▶ _What you need to do_
Look through the data below, and copy each line that carries the word "HashMap".

+++ Data for this exercise

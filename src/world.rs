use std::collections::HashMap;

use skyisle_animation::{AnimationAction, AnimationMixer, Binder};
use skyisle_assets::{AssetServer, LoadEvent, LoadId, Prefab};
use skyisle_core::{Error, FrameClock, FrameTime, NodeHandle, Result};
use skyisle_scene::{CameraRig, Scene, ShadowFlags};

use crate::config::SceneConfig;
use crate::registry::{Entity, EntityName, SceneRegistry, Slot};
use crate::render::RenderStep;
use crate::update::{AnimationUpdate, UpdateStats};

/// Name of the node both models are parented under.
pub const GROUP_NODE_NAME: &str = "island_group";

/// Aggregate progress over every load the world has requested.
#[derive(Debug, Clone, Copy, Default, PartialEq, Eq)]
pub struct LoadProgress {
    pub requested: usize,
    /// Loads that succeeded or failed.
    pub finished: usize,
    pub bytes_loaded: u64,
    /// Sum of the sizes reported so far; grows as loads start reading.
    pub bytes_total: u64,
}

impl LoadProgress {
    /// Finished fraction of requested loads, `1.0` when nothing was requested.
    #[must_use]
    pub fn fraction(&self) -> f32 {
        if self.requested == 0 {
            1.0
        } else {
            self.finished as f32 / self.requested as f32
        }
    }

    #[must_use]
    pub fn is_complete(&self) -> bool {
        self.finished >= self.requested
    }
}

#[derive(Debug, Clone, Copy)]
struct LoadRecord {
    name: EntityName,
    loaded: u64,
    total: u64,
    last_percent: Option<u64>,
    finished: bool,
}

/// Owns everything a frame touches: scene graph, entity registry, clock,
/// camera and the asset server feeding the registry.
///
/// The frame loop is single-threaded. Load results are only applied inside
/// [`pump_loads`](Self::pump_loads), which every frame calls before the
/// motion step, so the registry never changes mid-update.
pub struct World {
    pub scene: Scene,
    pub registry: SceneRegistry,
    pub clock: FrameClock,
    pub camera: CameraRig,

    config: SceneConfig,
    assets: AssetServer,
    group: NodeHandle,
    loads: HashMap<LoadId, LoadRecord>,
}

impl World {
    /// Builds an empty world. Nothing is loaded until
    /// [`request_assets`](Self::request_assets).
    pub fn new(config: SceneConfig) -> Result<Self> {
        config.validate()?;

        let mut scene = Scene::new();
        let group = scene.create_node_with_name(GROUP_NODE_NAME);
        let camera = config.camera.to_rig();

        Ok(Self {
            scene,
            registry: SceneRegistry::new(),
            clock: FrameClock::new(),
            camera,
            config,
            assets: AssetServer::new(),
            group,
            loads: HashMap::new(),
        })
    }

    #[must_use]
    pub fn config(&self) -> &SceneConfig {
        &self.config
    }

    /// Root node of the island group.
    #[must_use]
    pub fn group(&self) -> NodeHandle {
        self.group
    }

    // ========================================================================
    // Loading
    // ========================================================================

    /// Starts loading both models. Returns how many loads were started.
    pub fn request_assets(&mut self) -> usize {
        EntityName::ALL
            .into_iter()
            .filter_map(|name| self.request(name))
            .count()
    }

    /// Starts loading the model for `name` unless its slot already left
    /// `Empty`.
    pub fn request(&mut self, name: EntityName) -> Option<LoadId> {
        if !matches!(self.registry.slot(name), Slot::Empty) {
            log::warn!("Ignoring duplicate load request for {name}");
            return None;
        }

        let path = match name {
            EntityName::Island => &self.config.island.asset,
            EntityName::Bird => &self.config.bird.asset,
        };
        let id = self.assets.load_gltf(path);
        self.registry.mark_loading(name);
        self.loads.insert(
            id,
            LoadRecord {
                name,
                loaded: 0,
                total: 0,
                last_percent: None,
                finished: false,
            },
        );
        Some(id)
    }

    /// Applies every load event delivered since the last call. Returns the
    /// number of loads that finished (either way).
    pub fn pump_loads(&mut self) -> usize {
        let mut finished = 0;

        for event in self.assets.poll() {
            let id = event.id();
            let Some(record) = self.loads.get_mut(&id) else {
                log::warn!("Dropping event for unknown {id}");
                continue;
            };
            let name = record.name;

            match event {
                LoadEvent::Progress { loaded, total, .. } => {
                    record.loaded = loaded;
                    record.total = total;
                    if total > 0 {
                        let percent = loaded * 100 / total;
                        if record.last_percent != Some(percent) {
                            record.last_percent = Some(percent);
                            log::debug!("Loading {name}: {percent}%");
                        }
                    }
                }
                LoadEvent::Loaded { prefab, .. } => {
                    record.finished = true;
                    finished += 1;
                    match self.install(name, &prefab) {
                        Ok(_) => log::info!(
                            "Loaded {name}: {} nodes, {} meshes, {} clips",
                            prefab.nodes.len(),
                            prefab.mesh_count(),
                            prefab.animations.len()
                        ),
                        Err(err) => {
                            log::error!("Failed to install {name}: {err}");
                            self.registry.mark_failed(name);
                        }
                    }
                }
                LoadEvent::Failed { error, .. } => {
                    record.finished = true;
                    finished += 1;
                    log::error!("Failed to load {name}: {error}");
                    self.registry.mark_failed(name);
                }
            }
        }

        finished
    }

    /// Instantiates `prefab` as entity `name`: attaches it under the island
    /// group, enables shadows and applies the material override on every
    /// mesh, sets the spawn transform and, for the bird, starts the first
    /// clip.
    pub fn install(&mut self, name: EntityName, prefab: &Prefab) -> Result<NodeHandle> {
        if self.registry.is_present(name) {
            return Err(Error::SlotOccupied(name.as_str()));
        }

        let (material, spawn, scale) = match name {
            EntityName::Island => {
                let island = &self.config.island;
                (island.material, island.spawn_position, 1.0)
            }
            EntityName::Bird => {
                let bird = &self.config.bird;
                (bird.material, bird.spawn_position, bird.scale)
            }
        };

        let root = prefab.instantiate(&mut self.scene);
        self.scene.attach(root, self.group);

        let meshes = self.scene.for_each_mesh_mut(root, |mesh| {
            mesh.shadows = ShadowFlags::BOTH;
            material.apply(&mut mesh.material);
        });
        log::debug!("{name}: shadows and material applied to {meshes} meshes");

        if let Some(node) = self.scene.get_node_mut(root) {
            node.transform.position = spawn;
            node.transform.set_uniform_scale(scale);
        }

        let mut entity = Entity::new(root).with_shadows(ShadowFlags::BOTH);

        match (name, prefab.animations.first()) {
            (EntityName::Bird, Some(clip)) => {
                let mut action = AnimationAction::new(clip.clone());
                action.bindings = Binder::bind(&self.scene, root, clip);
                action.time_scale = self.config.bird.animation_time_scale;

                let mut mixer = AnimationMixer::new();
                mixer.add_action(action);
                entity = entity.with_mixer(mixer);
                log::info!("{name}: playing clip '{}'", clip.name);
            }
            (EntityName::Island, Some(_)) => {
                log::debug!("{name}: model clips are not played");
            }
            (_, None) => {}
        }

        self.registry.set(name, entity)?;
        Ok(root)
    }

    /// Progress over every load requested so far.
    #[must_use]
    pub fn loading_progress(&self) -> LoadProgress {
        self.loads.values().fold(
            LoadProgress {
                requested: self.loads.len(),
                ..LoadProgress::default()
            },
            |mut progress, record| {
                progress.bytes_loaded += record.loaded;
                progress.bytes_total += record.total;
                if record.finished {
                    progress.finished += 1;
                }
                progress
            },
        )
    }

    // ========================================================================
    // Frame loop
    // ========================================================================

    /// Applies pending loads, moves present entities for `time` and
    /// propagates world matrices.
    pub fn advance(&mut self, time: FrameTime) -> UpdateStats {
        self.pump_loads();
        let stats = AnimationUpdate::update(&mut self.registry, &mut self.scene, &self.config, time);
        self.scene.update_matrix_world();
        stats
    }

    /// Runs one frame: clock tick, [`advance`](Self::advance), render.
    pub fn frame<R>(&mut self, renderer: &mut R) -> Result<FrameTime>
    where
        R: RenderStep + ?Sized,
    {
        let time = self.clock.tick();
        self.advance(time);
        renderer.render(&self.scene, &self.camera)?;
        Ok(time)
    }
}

++++++

▶ _Answer for the task_
use std::collections::HashMap;
    loads: HashMap<LoadId, LoadRecord>,
            loads: HashMap::new(),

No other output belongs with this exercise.